### [What the task requires]
A word-for-word transcription of the records is required.

### [Data under study]
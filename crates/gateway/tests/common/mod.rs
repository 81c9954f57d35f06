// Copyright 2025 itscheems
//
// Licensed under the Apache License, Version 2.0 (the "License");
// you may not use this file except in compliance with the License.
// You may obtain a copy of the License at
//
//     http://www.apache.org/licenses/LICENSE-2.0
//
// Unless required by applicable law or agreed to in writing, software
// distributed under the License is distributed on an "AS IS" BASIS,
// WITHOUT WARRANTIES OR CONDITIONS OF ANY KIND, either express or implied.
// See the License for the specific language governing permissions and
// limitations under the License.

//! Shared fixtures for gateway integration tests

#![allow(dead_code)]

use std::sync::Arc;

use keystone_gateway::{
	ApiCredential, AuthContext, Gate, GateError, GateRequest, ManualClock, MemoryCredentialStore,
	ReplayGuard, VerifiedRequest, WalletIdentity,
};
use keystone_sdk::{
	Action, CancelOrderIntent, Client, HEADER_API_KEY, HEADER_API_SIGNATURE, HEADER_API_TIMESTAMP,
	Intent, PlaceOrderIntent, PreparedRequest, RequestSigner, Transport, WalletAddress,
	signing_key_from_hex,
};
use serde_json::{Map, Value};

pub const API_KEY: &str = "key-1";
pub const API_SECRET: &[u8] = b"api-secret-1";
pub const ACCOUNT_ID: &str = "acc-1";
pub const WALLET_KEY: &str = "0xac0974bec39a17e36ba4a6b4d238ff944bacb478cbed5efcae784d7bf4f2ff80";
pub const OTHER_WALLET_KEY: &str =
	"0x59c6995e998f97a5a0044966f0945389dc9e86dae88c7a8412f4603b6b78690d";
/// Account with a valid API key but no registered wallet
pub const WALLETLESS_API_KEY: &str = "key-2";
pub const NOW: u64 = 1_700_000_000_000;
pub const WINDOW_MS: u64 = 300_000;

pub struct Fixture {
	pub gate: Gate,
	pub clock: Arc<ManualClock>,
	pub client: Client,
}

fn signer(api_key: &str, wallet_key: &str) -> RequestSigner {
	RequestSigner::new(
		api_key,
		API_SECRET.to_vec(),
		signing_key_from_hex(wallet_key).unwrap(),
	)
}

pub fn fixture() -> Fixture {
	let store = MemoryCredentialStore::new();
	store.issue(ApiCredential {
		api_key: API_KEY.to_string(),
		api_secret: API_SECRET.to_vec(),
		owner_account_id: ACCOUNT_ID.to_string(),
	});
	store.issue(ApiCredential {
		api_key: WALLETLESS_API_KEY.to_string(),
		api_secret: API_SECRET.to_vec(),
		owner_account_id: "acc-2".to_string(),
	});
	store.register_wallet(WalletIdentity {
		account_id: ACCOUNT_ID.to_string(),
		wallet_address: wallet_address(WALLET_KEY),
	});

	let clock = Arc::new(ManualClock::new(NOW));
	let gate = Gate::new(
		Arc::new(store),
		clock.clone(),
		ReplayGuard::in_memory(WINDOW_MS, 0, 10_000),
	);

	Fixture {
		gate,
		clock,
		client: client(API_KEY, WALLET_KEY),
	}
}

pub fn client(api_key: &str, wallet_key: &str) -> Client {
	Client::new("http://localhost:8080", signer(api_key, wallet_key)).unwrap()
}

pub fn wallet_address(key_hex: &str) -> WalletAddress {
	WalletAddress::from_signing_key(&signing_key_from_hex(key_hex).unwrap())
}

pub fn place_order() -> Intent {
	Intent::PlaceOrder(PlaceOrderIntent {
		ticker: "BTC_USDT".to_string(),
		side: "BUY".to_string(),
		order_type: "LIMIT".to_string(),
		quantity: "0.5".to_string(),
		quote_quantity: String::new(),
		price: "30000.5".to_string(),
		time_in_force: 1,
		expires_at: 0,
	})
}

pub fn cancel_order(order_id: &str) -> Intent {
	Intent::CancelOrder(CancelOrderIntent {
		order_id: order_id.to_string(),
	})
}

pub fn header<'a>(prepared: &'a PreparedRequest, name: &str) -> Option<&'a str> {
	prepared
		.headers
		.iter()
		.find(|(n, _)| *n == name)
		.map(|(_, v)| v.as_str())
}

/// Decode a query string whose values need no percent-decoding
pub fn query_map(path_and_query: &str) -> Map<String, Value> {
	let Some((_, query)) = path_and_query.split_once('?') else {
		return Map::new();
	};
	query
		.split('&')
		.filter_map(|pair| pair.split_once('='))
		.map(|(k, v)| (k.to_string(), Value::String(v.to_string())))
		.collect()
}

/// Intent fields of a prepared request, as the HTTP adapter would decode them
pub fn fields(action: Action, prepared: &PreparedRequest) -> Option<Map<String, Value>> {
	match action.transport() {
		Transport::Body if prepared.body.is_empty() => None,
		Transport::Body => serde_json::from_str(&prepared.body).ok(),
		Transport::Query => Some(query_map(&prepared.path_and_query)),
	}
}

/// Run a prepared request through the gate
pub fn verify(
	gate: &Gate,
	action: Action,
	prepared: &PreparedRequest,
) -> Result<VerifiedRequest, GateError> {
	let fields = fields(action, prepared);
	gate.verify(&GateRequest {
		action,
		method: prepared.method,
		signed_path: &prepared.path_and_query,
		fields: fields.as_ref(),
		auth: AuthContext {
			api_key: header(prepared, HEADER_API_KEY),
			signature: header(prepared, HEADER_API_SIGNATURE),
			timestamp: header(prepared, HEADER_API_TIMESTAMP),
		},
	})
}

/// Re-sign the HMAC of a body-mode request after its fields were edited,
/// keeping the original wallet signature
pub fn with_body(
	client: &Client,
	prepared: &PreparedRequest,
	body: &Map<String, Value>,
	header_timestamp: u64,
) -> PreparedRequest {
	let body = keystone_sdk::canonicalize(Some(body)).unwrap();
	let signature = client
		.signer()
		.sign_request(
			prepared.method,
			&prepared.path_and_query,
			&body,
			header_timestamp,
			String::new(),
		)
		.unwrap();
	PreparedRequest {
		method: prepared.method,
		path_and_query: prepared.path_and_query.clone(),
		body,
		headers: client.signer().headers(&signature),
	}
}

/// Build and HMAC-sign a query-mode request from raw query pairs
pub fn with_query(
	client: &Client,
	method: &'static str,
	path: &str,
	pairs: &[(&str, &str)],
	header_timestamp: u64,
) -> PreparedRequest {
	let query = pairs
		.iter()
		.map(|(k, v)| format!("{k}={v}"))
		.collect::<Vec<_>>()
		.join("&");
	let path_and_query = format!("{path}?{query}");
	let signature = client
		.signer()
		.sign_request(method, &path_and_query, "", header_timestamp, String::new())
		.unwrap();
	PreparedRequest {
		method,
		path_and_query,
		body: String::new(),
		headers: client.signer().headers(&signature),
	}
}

### [Your solution]
filename crates/gateway/tests/common/mod.rs
repository 81c9954f57d35f06
// Copyright 2025 itscheems
//
// Licensed under the Apache License, Version 2.0 (the "License");
// you may not use this file except in compliance with the License.
// You may obtain a copy of the License at
//
//     http://www.apache.org/licenses/LICENSE-2.0
//
// Unless required by applicable law or agreed to in writing, software
// distributed under the License is distributed on an "AS IS" BASIS,
// WITHOUT WARRANTIES OR CONDITIONS OF ANY KIND, either express or implied.
// See the License for the specific language governing permissions and
// limitations under the License.

//! Shared fixtures for gateway integration tests

#![allow(dead_code)]

use std::sync::Arc;

use keystone_gateway::{
	ApiCredential, AuthContext, Gate, GateError, GateRequest, ManualClock, MemoryCredentialStore,
	ReplayGuard, VerifiedRequest, WalletIdentity,
};
use keystone_sdk::{
	Action, CancelOrderIntent, Client, HEADER_API_KEY, HEADER_API_SIGNATURE, HEADER_API_TIMESTAMP,
	Intent, PlaceOrderIntent, PreparedRequest, RequestSigner, Transport, WalletAddress,
	signing_key_from_hex,
};
use serde_json::{Map, Value};

pub const API_KEY: &str = "key-1";
pub const API_SECRET: &[u8] = b"api-secret-1";
pub const ACCOUNT_ID: &str = "acc-1";
pub const WALLET_KEY: &str = "0xac0974bec39a17e36ba4a6b4d238ff944bacb478cbed5efcae784d7bf4f2ff80";
pub const OTHER_WALLET_KEY: &str =
	"0x59c6995e998f97a5a0044966f0945389dc9e86dae88c7a8412f4603b6b78690d";
/// Account with a valid API key but no registered wallet
pub const WALLETLESS_API_KEY: &str = "key-2";
pub const NOW: u64 = 1_700_000_000_000;
pub const WINDOW_MS: u64 = 300_000;

pub struct Fixture {
	pub gate: Gate,
	pub clock: Arc<ManualClock>,
	pub client: Client,
}

fn signer(api_key: &str, wallet_key: &str) -> RequestSigner {
	RequestSigner::new(
		api_key,
		API_SECRET.to_vec(),
		signing_key_from_hex(wallet_key).unwrap(),
	)
}

pub fn fixture() -> Fixture {
	let store = MemoryCredentialStore::new();
	store.issue(ApiCredential {
		api_key: API_KEY.to_string(),
		api_secret: API_SECRET.to_vec(),
		owner_account_id: ACCOUNT_ID.to_string(),
	});
	store.issue(ApiCredential {
		api_key: WALLETLESS_API_KEY.to_string(),
		api_secret: API_SECRET.to_vec(),
		owner_account_id: "acc-2".to_string(),
	});
	store.register_wallet(WalletIdentity {
		account_id: ACCOUNT_ID.to_string(),
		wallet_address: wallet_address(WALLET_KEY),
	});

	let clock = Arc::new(ManualClock::new(NOW));
	let gate = Gate::new(
		Arc::new(store),
		clock.clone(),
		ReplayGuard::in_memory(WINDOW_MS, 0, 10_000),
	);

	Fixture {
		gate,
		clock,
		client: client(API_KEY, WALLET_KEY),
	}
}

pub fn client(api_key: &str, wallet_key: &str) -> Client {
	Client::new("http://localhost:8080", signer(api_key, wallet_key)).unwrap()
}

pub fn wallet_address(key_hex: &str) -> WalletAddress {
	WalletAddress::from_signing_key(&signing_key_from_hex(key_hex).unwrap())
}

pub fn place_order() -> Intent {
	Intent::PlaceOrder(PlaceOrderIntent {
		ticker: "BTC_USDT".to_string(),
		side: "BUY".to_string(),
		order_type: "LIMIT".to_string(),
		quantity: "0.5".to_string(),
		quote_quantity: String::new(),
		price: "30000.5".to_string(),
		time_in_force: 1,
		expires_at: 0,
	})
}

pub fn cancel_order(order_id: &str) -> Intent {
	Intent::CancelOrder(CancelOrderIntent {
		order_id: order_id.to_string(),
	})
}

pub fn header<'a>(prepared: &'a PreparedRequest, name: &str) -> Option<&'a str> {
	prepared
		.headers
		.iter()
		.find(|(n, _)| *n == name)
		.map(|(_, v)| v.as_str())
}

/// Decode a query string whose values need no percent-decoding
pub fn query_map(path_and_query: &str) -> Map<String, Value> {
	let Some((_, query)) = path_and_query.split_once('?') else {
		return Map::new();
	};
	query
		.split('&')
		.filter_map(|pair| pair.split_once('='))
		.map(|(k, v)| (k.to_string(), Value::String(v.to_string())))
		.collect()
}

/// Intent fields of a prepared request, as the HTTP adapter would decode them
pub fn fields(action: Action, prepared: &PreparedRequest) -> Option<Map<String, Value>> {
	match action.transport() {
		Transport::Body if prepared.body.is_empty() => None,
		Transport::Body => serde_json::from_str(&prepared.body).ok(),
		Transport::Query => Some(query_map(&prepared.path_and_query)),
	}
}

/// Run a prepared request through the gate
pub fn verify(
	gate: &Gate,
	action: Action,
	prepared: &PreparedRequest,
) -> Result<VerifiedRequest, GateError> {
	let fields = fields(action, prepared);
	gate.verify(&GateRequest {
		action,
		method: prepared.method,
		signed_path: &prepared.path_and_query,
		fields: fields.as_ref(),
		auth: AuthContext {
			api_key: header(prepared, HEADER_API_KEY),
			signature: header(prepared, HEADER_API_SIGNATURE),
			timestamp: header(prepared, HEADER_API_TIMESTAMP),
		},
	})
}

/// Re-sign the HMAC of a body-mode request after its fields were edited,
/// keeping the original wallet signature
pub fn with_body(
	client: &Client,
	prepared: &PreparedRequest,
	body: &Map<String, Value>,
	header_timestamp: u64,
) -> PreparedRequest {
	let body = keystone_sdk::canonicalize(Some(body)).unwrap();
	let signature = client
		.signer()
		.sign_request(
			prepared.method,
			&prepared.path_and_query,
			&body,
			header_timestamp,
			String::new(),
		)
		.unwrap();
	PreparedRequest {
		method: prepared.method,
		path_and_query: prepared.path_and_query.clone(),
		body,
		headers: client.signer().headers(&signature),
	}
}

/// Build and HMAC-sign a query-mode request from raw query pairs
pub fn with_query(
	client: &Client,
	method: &'static str,
	path: &str,
	pairs: &[(&str, &str)],
	header_timestamp: u64,
) -> PreparedRequest {
	let query = pairs
		.iter()
		.map(|(k, v)| format!("{k}={v}"))
		.collect::<Vec<_>>()
		.join("&");
	let path_and_query = format!("{path}?{query}");
	let signature = client
		.signer()
		.sign_request(method, &path_and_query, "", header_timestamp, String::new())
		.unwrap();
	PreparedRequest {
		method,
		path_and_query,
		body: String::new(),
		headers: client.signer().headers(&signature),
	}
}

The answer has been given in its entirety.